English stage and film actress (1906–1964)

Diana Wynyard (born Dorothy Isobel Cox; 16 January 1906 – 13 May 1964) was an English stage and film actress.

==Life and career==
Born in Lewisham, south London, Wynyard began her career on the stage. After performing in Liverpool and London with the Liverpool Repertory Company and the Hamilton Deane Repertory Company, she performed on Broadway, appearing first in Rasputin and the Empress in 1932, with Ethel, John, and Lionel Barrymore. She appeared in the film version, beginning her brief Hollywood career.

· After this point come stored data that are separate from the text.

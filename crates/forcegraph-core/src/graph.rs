//! Graph: the node table, edge table and adjacency index kept in lockstep.
//!
//! [`Graph`] is the single entry point for building and querying the model
//! a force-directed layout runs over. It owns three views of the same
//! entities:
//! - the **node table** (`NodeId -> Node`, insertion ordered),
//! - the **edge table** (`EdgeId -> Edge`, insertion ordered),
//! - the **adjacency index** (`source -> target -> [EdgeId]`), a re-indexing
//!   of the edge table used for neighbor lookups.
//!
//! All three are private. Every mutation goes through `Graph` methods, which
//! update all views before returning and then, for edge-affecting changes,
//! notify the registered [`GraphListener`]s.
//!
//! Ids come from two per-graph counters starting at 0. They are never reused,
//! not even after [`Graph::clear`]. Once a counter has handed out `u32::MAX`,
//! creation of that kind fails with [`GraphError::IdSpaceExhausted`].

use std::collections::HashSet;

use indexmap::IndexMap;
use tracing::{debug, warn};

use crate::adjacency::AdjacencyIndex;
use crate::config::GraphConfig;
use crate::data::{EdgeData, NodeData};
use crate::edge::Edge;
use crate::error::GraphError;
use crate::id::{EdgeId, NodeId};
use crate::listener::{GraphListener, Listeners};
use crate::node::Node;

/// Directed multigraph of labeled nodes and labeled edges.
#[derive(Debug)]
pub struct Graph {
    /// Registered nodes in insertion order.
    nodes: IndexMap<NodeId, Node>,
    /// Edges in insertion order.
    edges: IndexMap<EdgeId, Edge>,
    /// `(source, target) -> [EdgeId]` view of `edges`.
    adjacency: AdjacencyIndex,
    /// Topology-change observers.
    listeners: Listeners,
    /// Next node id counter; `None` once `u32::MAX` is taken.
    next_node_id: Option<NodeId>,
    /// Next edge id counter; `None` once `u32::MAX` is taken.
    next_edge_id: Option<EdgeId>,
    config: GraphConfig,
}
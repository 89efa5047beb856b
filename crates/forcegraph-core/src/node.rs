//! Graph vertices.
//!
//! A [`Node`] pairs a graph-assigned [`NodeId`] with a caller-owned
//! [`NodeData`] payload. The id never changes once the node exists; the
//! payload may be edited through [`Graph::node_data_mut`](crate::Graph::node_data_mut).

use serde::{Deserialize, Serialize};

use crate::data::NodeData;
use crate::id::NodeId;

/// A vertex in the graph.
#[derive(Debug, Clone, PartialEq, Serialize, Deserialize)]
pub struct Node {
    /// Identity within the owning graph.
    pub id: NodeId,
    /// Caller payload.
    pub data: NodeData,
}

impl Node {
    /// Creates a node with the given id and payload.
    ///
    /// Most callers should prefer [`Graph::create_node`](crate::Graph::create_node),
    /// which allocates the id.
    pub fn new(id: NodeId, data: NodeData) -> Self {
        Node { id, data }
    }

    /// The payload label.
    pub fn label(&self) -> &str {
        &self.data.label
    }
}
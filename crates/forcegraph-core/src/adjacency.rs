//! The `(source, target) -> [EdgeId]` adjacency index.
//!
//! [`AdjacencyIndex`] is a denormalized view of the edge table, owned by
//! [`Graph`](crate::Graph) and never a source of truth on its own. Outer and
//! inner maps keep insertion order so neighbor queries are deterministic.
//!
//! Empty entries never survive a removal: an empty bucket is dropped from its
//! source map, and an empty source map is dropped from the index.

use indexmap::IndexMap;
use smallvec::SmallVec;

use crate::id::{EdgeId, NodeId};

/// Edges between one ordered pair of nodes, in insertion order.
///
/// Most pairs carry one or two parallel edges, so they stay inline.
pub type EdgeBucket = SmallVec<[EdgeId; 2]>;

/// Two-level adjacency index keyed by source, then target.
#[derive(Debug, Clone, Default)]
pub struct AdjacencyIndex {
    by_source: IndexMap<NodeId, IndexMap<NodeId, EdgeBucket>>,
}

impl AdjacencyIndex {
    /// Creates an empty index.
    pub fn new() -> Self {
        AdjacencyIndex::default()
    }

    /// Creates an empty index with room for `sources` source entries.
    pub fn with_capacity(sources: usize) -> Self {
        AdjacencyIndex {
            by_source: IndexMap::with_capacity(sources),
        }
    }

    /// Records `edge` under `(source, target)`.
    ///
    /// Returns `false` if the bucket already held the edge.
    pub fn insert(&mut self, source: NodeId, target: NodeId, edge: EdgeId) -> bool {
        let bucket = self
            .by_source
            .entry(source)
            .or_default()
            .entry(target)
            .or_default();
        if bucket.contains(&edge) {
            return false;
        }
        bucket.push(edge);
        true
    }

    /// Removes `edge` from the `(source, target)` bucket, pruning empty maps.
    ///
    /// Returns `false` if the edge was not indexed there.
    pub fn remove(&mut self, source: NodeId, target: NodeId, edge: EdgeId) -> bool {
        let Some(targets) = self.by_source.get_mut(&source) else {
            return false;
        };
        let Some(bucket) = targets.get_mut(&target) else {
            return false;
        };
        let Some(pos) = bucket.iter().position(|e| *e == edge) else {
            return false;
        };

        bucket.remove(pos);
        if bucket.is_empty() {
            targets.shift_remove(&target);
        }
        if targets.is_empty() {
            self.by_source.shift_remove(&source);
        }
        true
    }

    /// The edges from `source` to `target`, if any.
    pub fn bucket(&self, source: NodeId, target: NodeId) -> Option<&[EdgeId]> {
        self.by_source
            .get(&source)
            .and_then(|targets| targets.get(&target))
            .map(|bucket| bucket.as_slice())
    }

    /// Buckets leaving `source`, keyed by target.
    pub fn outgoing(&self, source: NodeId) -> impl Iterator<Item = (NodeId, &[EdgeId])> + '_ {
        self.by_source
            .get(&source)
            .into_iter()
            .flat_map(|targets| targets.iter().map(|(t, b)| (*t, b.as_slice())))
    }

    /// Buckets entering `target`, keyed by source.
    ///
    /// The index is keyed by source, so this walks every source entry.
    pub fn incoming(&self, target: NodeId) -> impl Iterator<Item = (NodeId, &[EdgeId])> + '_ {
        self.by_source.iter().filter_map(move |(source, targets)| {
            targets.get(&target).map(|b| (*source, b.as_slice()))
        })
    }

    /// Every indexed `(source, target, edge)` triple.
    pub fn iter(&self) -> impl Iterator<Item = (NodeId, NodeId, EdgeId)> + '_ {
        self.by_source.iter().flat_map(|(source, targets)| {
            targets
                .iter()
                .flat_map(move |(target, bucket)| bucket.iter().map(move |e| (*source, *target, *e)))
        })
    }

    /// Source ids with at least one outgoing edge.
    pub fn sources(&self) -> impl Iterator<Item = NodeId> + '_ {
        self.by_source.keys().copied()
    }

    /// Number of indexed edges.
    pub fn len(&self) -> usize {
        self.by_source
            .values()
            .flat_map(|targets| targets.values())
            .map(|bucket| bucket.len())
            .sum()
    }

    /// Returns `true` if nothing is indexed.
    pub fn is_empty(&self) -> bool {
        self.by_source.is_empty()
    }

    /// Number of non-empty `(source, target)` buckets.
    pub fn bucket_count(&self) -> usize {
        self.by_source.values().map(|targets| targets.len()).sum()
    }

    /// Drops every entry.
    pub fn clear(&mut self) {
        self.by_source.clear();
    }
}
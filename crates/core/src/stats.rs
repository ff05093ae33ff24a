//! Controller statistics collection and reporting.
//!
//! This module tracks the counters exposed by the controller and the simulator. It provides:
//! 1. **Bandwidth:** Granted reads, writes and commands, cumulative and per sampling period.
//! 2. **Command mix:** Counts of every command kind driven onto the bus.
//! 3. **Row buffer:** Row hits, misses and accesses to closed banks.
//! 4. **Latency:** Completed reads/writes and the mean read latency.

use std::time::Instant;

use crate::common::command::CommandKind;

/// Counts taken over one bandwidth sampling period.
#[derive(Clone, Copy, Debug, Default, PartialEq, Eq)]
pub struct BandwidthSample {
    /// Read commands granted.
    pub reads: u64,
    /// Write commands granted.
    pub writes: u64,
    /// Commands of any kind granted.
    pub commands: u64,
}

impl BandwidthSample {
    fn record(&mut self, kind: CommandKind) {
        self.commands += 1;
        match kind {
            CommandKind::Read => self.reads += 1,
            CommandKind::Write => self.writes += 1,
            _ => {}
        }
    }
}

/// Read-only bandwidth counters for the monitoring side.
///
/// Cumulative counts run from reset; `last_period` holds the counts of the most
/// recently completed sampling period and is replaced every `period` cycles.
#[derive(Clone, Debug, PartialEq, Eq)]
pub struct BandwidthCounters {
    period: u64,
    elapsed: u64,
    periods: u64,
    total: BandwidthSample,
    current: BandwidthSample,
    last_period: BandwidthSample,
}

impl BandwidthCounters {
    /// Creates zeroed counters sampled every `period` cycles.
    pub fn new(period: u64) -> Self {
        Self {
            period: period.max(1),
            elapsed: 0,
            periods: 0,
            total: BandwidthSample::default(),
            current: BandwidthSample::default(),
            last_period: BandwidthSample::default(),
        }
    }

    /// Accounts one cycle and the command granted in it.
    pub fn tick(&mut self, granted: Option<CommandKind>) {
        if let Some(kind) = granted {
            self.total.record(kind);
            self.current.record(kind);
        }
        self.elapsed += 1;
        if self.elapsed == self.period {
            self.last_period = std::mem::take(&mut self.current);
            self.elapsed = 0;
            self.periods += 1;
        }
    }

    /// Granted reads since reset.
    pub const fn reads(&self) -> u64 {
        self.total.reads
    }

    /// Granted writes since reset.
    pub const fn writes(&self) -> u64 {
        self.total.writes
    }

    /// Granted commands of any kind since reset.
    pub const fn commands(&self) -> u64 {
        self.total.commands
    }

    /// Counts of the last completed sampling period.
    pub const fn last_period(&self) -> BandwidthSample {
        self.last_period
    }

    /// Number of completed sampling periods.
    pub const fn periods(&self) -> u64 {
        self.periods
    }

    /// Sampling period in cycles.
    pub const fn period(&self) -> u64 {
        self.period
    }
}

/// Simulation statistics structure tracking controller and device activity.
#[derive(Clone, Debug)]
pub struct SimStats {
    start_time: Instant,
    /// Total controller cycles elapsed.
    pub cycles: u64,
    /// Cycles with a command on the bus.
    pub busy_cycles: u64,

    /// Activate commands issued.
    pub cmd_activate: u64,
    /// Single-bank precharge commands issued.
    pub cmd_precharge: u64,
    /// Precharge-all commands issued.
    pub cmd_precharge_all: u64,
    /// Read commands issued.
    pub cmd_read: u64,
    /// Write commands issued.
    pub cmd_write: u64,
    /// Refresh commands issued.
    pub cmd_refresh: u64,

    /// Requests accepted while their row was open.
    pub row_hits: u64,
    /// Requests accepted while another row was open.
    pub row_misses: u64,
    /// Requests accepted while the bank was closed.
    pub row_empty: u64,

    /// Read completions delivered.
    pub reads_completed: u64,
    /// Write completions delivered.
    pub writes_completed: u64,
    /// Sum of submit-to-completion cycles over all completed reads.
    pub read_latency_total: u64,
    /// Requests refused because their bank queue was full.
    pub queue_rejections: u64,
    /// Timing violations reported by the device model.
    pub timing_violations: u64,
}

impl Default for SimStats {
    fn default() -> Self {
        Self {
            start_time: Instant::now(),
            cycles: 0,
            busy_cycles: 0,
            cmd_activate: 0,
            cmd_precharge: 0,
            cmd_precharge_all: 0,
            cmd_read: 0,
            cmd_write: 0,
            cmd_refresh: 0,
            row_hits: 0,
            row_misses: 0,
            row_empty: 0,
            reads_completed: 0,
            writes_completed: 0,
            read_latency_total: 0,
            queue_rejections: 0,
            timing_violations: 0,
        }
    }
}

/// Section names for selective stats output.
///
/// Valid section identifiers: `"summary"`, `"commands"`, `"rowbuffer"`, `"latency"`.
/// Pass an empty slice to `print_sections` to print all sections.
pub const STATS_SECTIONS: &[&str] = &["summary", "commands", "rowbuffer", "latency"];

impl SimStats {
    /// Counts one command driven onto the bus.
    pub fn record_command(&mut self, kind: CommandKind) {
        self.busy_cycles += 1;
        match kind {
            CommandKind::Activate => self.cmd_activate += 1,
            CommandKind::Precharge => self.cmd_precharge += 1,
            CommandKind::PrechargeAll => self.cmd_precharge_all += 1,
            CommandKind::Read => self.cmd_read += 1,
            CommandKind::Write => self.cmd_write += 1,
            CommandKind::Refresh => self.cmd_refresh += 1,
        }
    }

    /// Total commands issued.
    pub const fn commands(&self) -> u64 {
        self.cmd_activate
            + self.cmd_precharge
            + self.cmd_precharge_all
            + self.cmd_read
            + self.cmd_write
            + self.cmd_refresh
    }

    /// Mean submit-to-completion latency of reads, in cycles.
    pub fn mean_read_latency(&self) -> f64 {
        if self.reads_completed == 0 {
            0.0
        } else {
            self.read_latency_total as f64 / self.reads_completed as f64
        }
    }

    /// Prints only the requested statistics sections to stdout.
    ///
    /// Each element of `sections` should be one of [`STATS_SECTIONS`]. Pass an
    /// empty slice to print all sections (same as `print()`).
    pub fn print_sections(&self, sections: &[String]) {
        let want = |s: &str| sections.is_empty() || sections.iter().any(|x| x == s);
        let seconds = self.start_time.elapsed().as_secs_f64();
        let cyc = self.cycles.max(1) as f64;

        if want("summary") {
            let khz = if seconds > 0.0 {
                (self.cycles as f64 / seconds) / 1000.0
            } else {
                0.0
            };
            println!("\n==========================================================");
            println!("DRAM CONTROLLER SIMULATION STATISTICS");
            println!("==========================================================");
            println!("host_seconds             {seconds:.4} s");
            println!("sim_cycles               {}", self.cycles);
            println!("sim_freq                 {khz:.2} kHz");
            println!(
                "bus_utilisation          {:.2}%",
                self.busy_cycles as f64 / cyc * 100.0
            );
            println!(
                "data_utilisation         {:.2}%",
                (self.cmd_read + self.cmd_write) as f64 / cyc * 100.0
            );
            println!("timing_violations        {}", self.timing_violations);
            println!("----------------------------------------------------------");
        }
        if want("commands") {
            let total = self.commands().max(1) as f64;
            let line = |name: &str, count: u64| {
                println!(
                    "  cmd.{name:<18} {count} ({:.2}%)",
                    count as f64 / total * 100.0
                );
            };
            println!("COMMAND MIX");
            line("activate", self.cmd_activate);
            line("precharge", self.cmd_precharge);
            line("precharge_all", self.cmd_precharge_all);
            line("read", self.cmd_read);
            line("write", self.cmd_write);
            line("refresh", self.cmd_refresh);
            println!("----------------------------------------------------------");
        }
        if want("rowbuffer") {
            let accesses = self.row_hits + self.row_misses + self.row_empty;
            let hit_rate = if accesses > 0 {
                self.row_hits as f64 / accesses as f64 * 100.0
            } else {
                0.0
            };
            println!("ROW BUFFER");
            println!("  row.accesses           {accesses}");
            println!("  row.hits               {}", self.row_hits);
            println!("  row.misses             {}", self.row_misses);
            println!("  row.empty              {}", self.row_empty);
            println!("  row.hit_rate           {hit_rate:.2}%");
            println!("----------------------------------------------------------");
        }
        if want("latency") {
            println!("LATENCY");
            println!("  reads.completed        {}", self.reads_completed);
            println!("  writes.completed       {}", self.writes_completed);
            println!("  reads.mean_latency     {:.2} cycles", self.mean_read_latency());
            println!("  queue.rejections       {}", self.queue_rejections);
        }
        println!("==========================================================");
    }

    /// Prints all statistics sections to stdout.
    ///
    /// Equivalent to `print_sections(&[])`.
    pub fn print(&self) {
        self.print_sections(&[]);
    }
}
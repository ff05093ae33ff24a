//! Synthetic traffic generator.
//!
//! Produces a deterministic request stream from a seed. The generator uses a
//! xorshift PRNG, so runs are reproducible without pulling in an RNG crate.

use std::fmt;
use std::str::FromStr;

use crate::common::request::{Payload, Request, RequestTag};
use crate::timing::TimingModel;

/// Shape of the generated address stream.
#[derive(Debug, Clone, Copy, PartialEq, Eq, Default)]
pub enum Pattern {
    /// Consecutive bursts, interleaved across banks; mostly row hits.
    #[default]
    Sequential,
    /// Uniformly random bank, row and column.
    Random,
    /// Alternates between two rows of each bank; every access is a row conflict.
    Thrash,
}

impl FromStr for Pattern {
    type Err = String;

    fn from_str(s: &str) -> Result<Self, Self::Err> {
        match s.to_ascii_lowercase().as_str() {
            "sequential" | "seq" => Ok(Self::Sequential),
            "random" | "rand" => Ok(Self::Random),
            "thrash" => Ok(Self::Thrash),
            other => Err(format!("unknown pattern '{other}'")),
        }
    }
}

impl fmt::Display for Pattern {
    fn fmt(&self, f: &mut fmt::Formatter<'_>) -> fmt::Result {
        f.write_str(match self {
            Self::Sequential => "sequential",
            Self::Random => "random",
            Self::Thrash => "thrash",
        })
    }
}

/// Deterministic request generator.
#[derive(Debug, Clone)]
pub struct Workload {
    pattern: Pattern,
    state: u64,
    nbanks: usize,
    rows: u64,
    columns: u64,
    nphases: usize,
    data_mask: u64,
    issued: u64,
    write_percent: u64,
}

impl Workload {
    /// Creates a generator for the geometry of `timing`.
    ///
    /// `write_percent` is the share of writes in the stream, clamped to 100.
    pub fn new(pattern: Pattern, seed: u64, write_percent: u8, timing: &TimingModel) -> Self {
        let slicer = timing.slicer();
        let col_bits = slicer.address_width() - timing.rowbits();
        let bits = timing.dfi_databits();
        Self {
            pattern,
            // xorshift has an all-zero fixed point.
            state: if seed == 0 { 0x2545_f491_4f6c_dd1d } else { seed },
            nbanks: timing.nbanks(),
            rows: 1 << timing.rowbits(),
            columns: 1 << col_bits,
            nphases: timing.nphases(),
            data_mask: if bits >= 64 { u64::MAX } else { (1 << bits) - 1 },
            issued: 0,
            write_percent: u64::from(write_percent.min(100)),
        }
    }

    fn next_random(&mut self) -> u64 {
        let mut x = self.state;
        x ^= x << 13;
        x ^= x >> 7;
        x ^= x << 17;
        self.state = x;
        x
    }

    /// Number of requests generated so far.
    pub const fn issued(&self) -> u64 {
        self.issued
    }

    /// Generates the next request.
    pub fn next_request(&mut self) -> Request {
        let n = self.issued;
        let nbanks = self.nbanks as u64;
        let (bank, row, column) = match self.pattern {
            Pattern::Sequential => {
                let burst = n / nbanks;
                (n % nbanks, (burst / self.columns) % self.rows, burst % self.columns)
            }
            Pattern::Random => (
                self.next_random() % nbanks,
                self.next_random() % self.rows,
                self.next_random() % self.columns,
            ),
            Pattern::Thrash => {
                let visit = n / nbanks;
                (n % nbanks, (visit % 2) * (self.rows / 2), visit % self.columns)
            }
        };
        let tag = RequestTag(n);
        self.issued += 1;

        let is_write = self.next_random() % 100 < self.write_percent;
        if is_write {
            let word = self.next_random() & self.data_mask;
            Request::write(
                bank as usize,
                row as u32,
                column as u32,
                Payload::splat(word, self.nphases),
                tag,
            )
        } else {
            Request::read(bank as usize, row as u32, column as u32, tag)
        }
    }
}
//! # Unit Components
//!
//! This module organizes the controller tests by concern: configuration and
//! validation, concrete command-sequence scenarios, arbitration policies,
//! randomized properties and whole-system simulation runs.

/// Configuration defaults, JSON loading and validation errors.
pub mod config;



/// Concrete command sequences for small request streams.
pub mod scenarios;

/// End-to-end runs of synthetic workloads through the simulator.
pub mod simulation;
//! # Configuration Tests
//!
//! Tests for configuration defaults, JSON deserialization and the validation
//! performed when the timing model is derived.

use std::io::Write;

use dramctl_core::common::{ConfigError, Request, RequestTag};
use dramctl_core::config::*;
use dramctl_core::timing::TimingModel;
use pretty_assertions::assert_eq;

// ══════════════════════════════════════════════════════════
// 1. Defaults
// ══════════════════════════════════════════════════════════

#[test]
fn test_config_default() {
    let config = Config::default();
    assert_eq!(config.phy.memtype, MemoryType::Ddr);
    assert_eq!(config.phy.nphases, 2);
    assert_eq!(config.geom.bankbits, 2);
    assert_eq!(config.controller.policy, ArbitrationPolicy::RoundRobin);
    assert!(config.controller.with_refresh);
    assert!(!config.controller.with_bandwidth);
    assert!(config.validate().is_ok());
}

#[test]
fn test_derived_constants() {
    let model = TimingModel::new(&Config::default()).unwrap();
    assert_eq!(model.nbanks(), 4);
    assert_eq!(model.burst_length(), 4);
    assert_eq!(model.address_align(), 2);
    assert_eq!(model.read_latency(), model.phy_read_latency() + 1);
    assert_eq!(model.write_latency(), model.phy_write_latency() + 1);
    assert_eq!(
        model.refresh_period(),
        model.t_refi() - model.refresh_lead()
    );
}

#[test]
fn test_sdr_burst_length_equals_phases() {
    let mut config = Config::default();
    config.phy.memtype = MemoryType::Sdr;
    config.phy.nphases = 4;
    let model = TimingModel::new(&config).unwrap();
    assert_eq!(model.burst_length(), 4);
    assert_eq!(model.address_align(), 2);
}

// ══════════════════════════════════════════════════════════
// 2. JSON loading
// ══════════════════════════════════════════════════════════

#[test]
fn test_from_file_partial_overrides() {
    let mut file = tempfile::NamedTempFile::new().unwrap();
    write!(
        file,
        r#"{{
            "phy": {{ "memtype": "ddr3", "read_latency": 6 }},
            "geom": {{ "bankbits": 3 }},
            "controller": {{ "policy": "Budget", "read_time": 8, "with_bandwidth": true }}
        }}"#
    )
    .unwrap();

    let config = Config::from_file(file.path()).unwrap();
    assert_eq!(config.phy.memtype, MemoryType::Ddr3);
    assert_eq!(config.phy.read_latency, 6);
    assert_eq!(config.phy.nphases, 2);
    assert_eq!(config.controller.policy, ArbitrationPolicy::ReadWriteBudget);
    assert_eq!(config.controller.read_time, 8);
    assert!(config.controller.with_bandwidth);

    let model = TimingModel::new(&config).unwrap();
    assert_eq!(model.nbanks(), 8);
    assert_eq!(model.read_latency(), 7);
}

#[test]
fn test_policy_aliases() {
    let config = Config::from_json(r#"{ "controller": { "policy": "RowHit" } }"#).unwrap();
    assert_eq!(config.controller.policy, ArbitrationPolicy::RowHitFirst);
}

#[test]
fn test_unknown_memory_type_rejected() {
    let err = Config::from_json(r#"{ "phy": { "memtype": "HBM" } }"#).unwrap_err();
    assert!(matches!(err, ConfigError::Json(_)));
    assert!(err.to_string().contains("HBM"));
    assert!(matches!(
        "GDDR5".parse::<MemoryType>(),
        Err(ConfigError::UnknownMemoryType(name)) if name == "GDDR5"
    ));
}

#[test]
fn test_missing_file_is_io_error() {
    let dir = tempfile::tempdir().unwrap();
    let err = Config::from_file(dir.path().join("absent.json")).unwrap_err();
    assert!(matches!(err, ConfigError::Io(_)));
}

// ══════════════════════════════════════════════════════════
// 3. Validation
// ══════════════════════════════════════════════════════════

#[test]
fn test_burst_length_must_be_power_of_two() {
    let mut config = Config::default();
    config.phy.nphases = 3;
    config.phy.wrphase = 0;
    assert!(matches!(
        config.validate(),
        Err(ConfigError::BurstLengthNotPowerOfTwo(6))
    ));
}

#[test]
fn test_refresh_interval_shorter_than_recovery() {
    let mut config = Config::default();
    config.timing.t_refi = 8;
    config.timing.t_rfc = 11;
    assert!(matches!(
        config.validate(),
        Err(ConfigError::RefreshIntervalTooShort { t_refi: 8, .. })
    ));
}

#[test]
fn test_refresh_interval_must_fit_sequence() {
    let mut config = Config::default();
    config.timing.t_rfc = 8;
    // lead = tRP + max(tRAS, WL + tWR) = 2 + 4
    config.timing.t_refi = 13;
    assert!(matches!(
        config.validate(),
        Err(ConfigError::RefreshIntervalTooShort {
            t_refi: 13,
            required: 14
        })
    ));
    config.timing.t_refi = 14;
    assert!(config.validate().is_ok());
}

#[test]
fn test_refresh_interval_ignored_without_refresh() {
    let mut config = Config::default();
    config.timing.t_refi = 4;
    config.timing.t_rfc = 11;
    config.controller.with_refresh = false;
    let timing = TimingModel::new(&config).unwrap();
    assert_eq!(timing.refresh_period(), 0);

    let mut sim = dramctl_core::Simulator::new(&config).unwrap();
    assert!(sim.submit(Request::read(0, 3, 0, RequestTag(0))).is_ok());
    assert!(sim.run_until_idle(1_000).is_some());
    sim.run(100);
    assert_eq!(sim.controller().refresher().refreshes(), 0);
    assert!(sim.violations().is_empty());
}

#[test]
fn test_phase_out_of_range() {
    let mut config = Config::default();
    config.phy.rdphase = 2;
    assert!(matches!(
        config.validate(),
        Err(ConfigError::InvalidPhase {
            name: "rdphase",
            value: 2,
            nphases: 2
        })
    ));
}

#[test]
fn test_geometry_must_fit_address_bus() {
    let mut config = Config::default();
    config.geom.rowbits = 14;
    assert!(matches!(
        config.validate(),
        Err(ConfigError::InvalidGeometry(_))
    ));

    let mut config = Config::default();
    config.geom.addressbits = 10;
    assert!(matches!(
        config.validate(),
        Err(ConfigError::InvalidGeometry(_))
    ));

    let mut config = Config::default();
    config.geom.colbits = 2;
    assert!(matches!(
        config.validate(),
        Err(ConfigError::InvalidGeometry(_))
    ));
}

#[test]
fn test_zero_timing_rejected() {
    let mut config = Config::default();
    config.timing.t_rcd = 0;
    assert!(matches!(
        config.validate(),
        Err(ConfigError::ZeroTiming("t_rcd"))
    ));
}

#[test]
fn test_zero_queue_and_data_width_rejected() {
    let mut config = Config::default();
    config.controller.req_queue_size = 0;
    assert!(matches!(config.validate(), Err(ConfigError::ZeroQueueDepth)));

    let mut config = Config::default();
    config.phy.dfi_databits = 65;
    assert!(matches!(
        config.validate(),
        Err(ConfigError::InvalidDataWidth(65))
    ));
}

// ══════════════════════════════════════════════════════════
// 4. Arithmetic limits
// ══════════════════════════════════════════════════════════

#[test]
fn test_huge_timing_values_rejected_not_overflowed() {
    let config = Config::from_json(r#"{"timing":{"t_wr":4294967295}}"#).unwrap();
    assert!(matches!(
        TimingModel::new(&config),
        Err(ConfigError::TimingOverflow(_))
    ));

    let mut config = Config::default();
    config.timing.t_rfc = u32::MAX;
    config.timing.t_refi = u32::MAX;
    assert!(matches!(
        config.validate(),
        Err(ConfigError::TimingOverflow(_))
    ));

    let mut config = Config::default();
    config.phy.write_latency = u32::MAX;
    assert!(matches!(
        config.validate(),
        Err(ConfigError::TimingOverflow(_))
    ));
}

#[test]
fn test_phase_count_bounded() {
    let config = Config::from_json(r#"{"phy":{"nphases":4294967295}}"#).unwrap();
    assert!(matches!(
        config.validate(),
        Err(ConfigError::InvalidPhaseCount {
            value: 4_294_967_295,
            ..
        })
    ));

    let mut config = Config::default();
    config.phy.nphases = 0;
    assert!(matches!(
        config.validate(),
        Err(ConfigError::InvalidPhaseCount { value: 0, .. })
    ));

    let mut config = Config::default();
    config.phy.nphases = 16;
    config.phy.memtype = MemoryType::Sdr;
    assert!(config.validate().is_ok());
    config.phy.nphases = 32;
    assert!(matches!(
        config.validate(),
        Err(ConfigError::InvalidPhaseCount { value: 32, max: 16 })
    ));
}
//! Common types shared by every engine of the controller.
//!
//! This module provides the data model that flows between the engines. It includes:
//! 1. **Requests:** Bank-addressed reads and writes with their payloads and tags.
//! 2. **Commands:** Intents, granted physical commands, DFI frames and completions.
//! 3. **Error Handling:** Configuration errors reported at construction time and
//!    requests the simulator refuses to queue.

/// DRAM command, DFI frame and completion types.
pub mod command;

/// Configuration and submission error types.
pub mod error;

/// Request, opcode and payload types.
pub mod request;

pub use command::{
    CommandIntent, CommandKind, Completion, ControlSignals, DfiFrame, DfiPhase, IntentSource,
    PhysicalCommand, PRECHARGE_ALL_BIT,
};
pub use error::{ConfigError, SubmitError};
pub use request::{Opcode, Payload, Request, RequestTag};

Fox Film Corporation then borrowed her for their lavish film version of Noël Coward's stage spectacle Cavalcade (1933). As the noble wife and mother she aged gracefully against a background of the Boer War, the sinking of the Titanic, the First World War, and the arrival of the Jazz Age. With this performance, she became the first British actress to be nominated for the Academy Award for Best Actress. After a handful of film roles, including playing John Barrymore's old flame in Reunion in Vienna, she returned to Britain, but concentrated on theatre work, including roles as Charlotte Brontë in Clemence Dane's Wild Decembers, in Sweet Aloes, and as Gilda in the British premiere of Noël Coward's Design for Living.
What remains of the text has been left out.